Jim and Joanne Kastberg, pictured here with their family, wanted to direct their gift to an area where it would have the most impact. Photo courtesy of Jim and Joanne Kastberg
Jim and Joanne Kastberg, pictured here with their family, wanted to direct their gift to an area where it would have the most impact.
Photo courtesy of Jim and Joanne Kastberg

Like many alumni, Jim (CBA ’85) and Joanne (CBA ’87) Kastberg had long considered making a gift to Fordham. Without scholarships in football for Jim, and in track and cross-country for Joanne, neither would have been able to attend the University.

For the Kastbergs, the question was not whether to give, but whether to support a high-profile athletics program such as basketball or football. In the end, their children helped them decide how to direct their generosity—a $60,000 pledge to match gifts to the Women’s Athletics Cornerstone Fund, a general fund for all women’s sports at Fordham.

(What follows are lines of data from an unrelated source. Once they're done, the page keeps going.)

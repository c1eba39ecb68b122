//! 文件名解析服务 - 业务能力层
//!
//! 只负责"把原始文件名解析成 ImageDescriptor"能力，不持有任何状态
//!
//! 命名约定：`[q]ID_类型[_序号].扩展名`
//! - `q34_qu_1.png` → ID=34, 类型=qu, 序号=1
//! - `34_qu_1.png`  → ID=34, 类型=qu, 序号=1
//! - `38_soD.png`   → ID=38, 类型=soD, 序号=0

use crate::error::{AppResult, ParseError};
use crate::models::{ImageCategory, ImageDescriptor};
use std::path::Path;

/// 文件名解析服务
#[derive(Debug, Default)]
pub struct NameParser;

impl NameParser {
    /// 创建新的解析服务
    pub fn new() -> Self {
        Self
    }

    /// 解析单个图片文件名
    ///
    /// # 参数
    /// - `full_name`: 原始文件名（含扩展名）
    ///
    /// # 返回
    /// 解析成功返回 ImageDescriptor；失败只影响当前文件名
    pub fn parse(&self, full_name: &str) -> AppResult<ImageDescriptor> {
        // 去掉扩展名后按下划线切分
        let base_name = Path::new(full_name)
            .file_stem()
            .and_then(|s| s.to_str())
            .unwrap_or(full_name);
        let parts: Vec<&str> = base_name.split('_').collect();

        if parts.len() < 2 {
            return Err(ParseError::InvalidFormat {
                name: full_name.to_string(),
            }
            .into());
        }

        // 1. 解析题目 ID（可带单个 q/Q 前缀）
        let id_token = parts[0];
        let question_id = match id_token.strip_prefix('q').or_else(|| id_token.strip_prefix('Q')) {
            Some(rest) => parse_digits(rest),
            None => parse_digits(id_token),
        }
        .ok_or_else(|| ParseError::InvalidIdentifier {
            token: id_token.to_string(),
        })?;

        // 2. 类型码保持原样
        let type_code = parts[1].to_string();

        // 3. 第三段若为纯数字则作为序号，否则默认 0（后续段一律忽略）
        let sequence = parts
            .get(2)
            .and_then(|p| parse_digits(p))
            .and_then(|n| u32::try_from(n).ok())
            .unwrap_or(0);

        // 4. 由类型码确定分类
        let category = ImageCategory::from_type_code(&type_code).ok_or_else(|| {
            ParseError::UnknownTypeCode {
                code: type_code.clone(),
            }
        })?;

        Ok(ImageDescriptor {
            full_name: full_name.to_string(),
            question_id,
            type_code,
            category,
            sequence,
        })
    }
}

/// 纯数字字符串解析，空串或含非数字字符返回 None
fn parse_digits(s: &str) -> Option<i64> {
    if !s.is_empty() && s.chars().all(|c| c.is_ascii_digit()) {
        s.parse().ok()
    } else {
        None
    }
}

“We have six children and three of them are girls, and they’re all athletes,” Jim Kastberg said. “We wanted to do something that had the most impact. So we thought to be a little different and establish a giving challenge.”

For three years, the Kastberg Women’s Athletics Challenge has earmarked up to $20,000 that will provide a dollar-for-dollar match on cash gifts above a certain threshold—a threshold that moves higher in each of the years.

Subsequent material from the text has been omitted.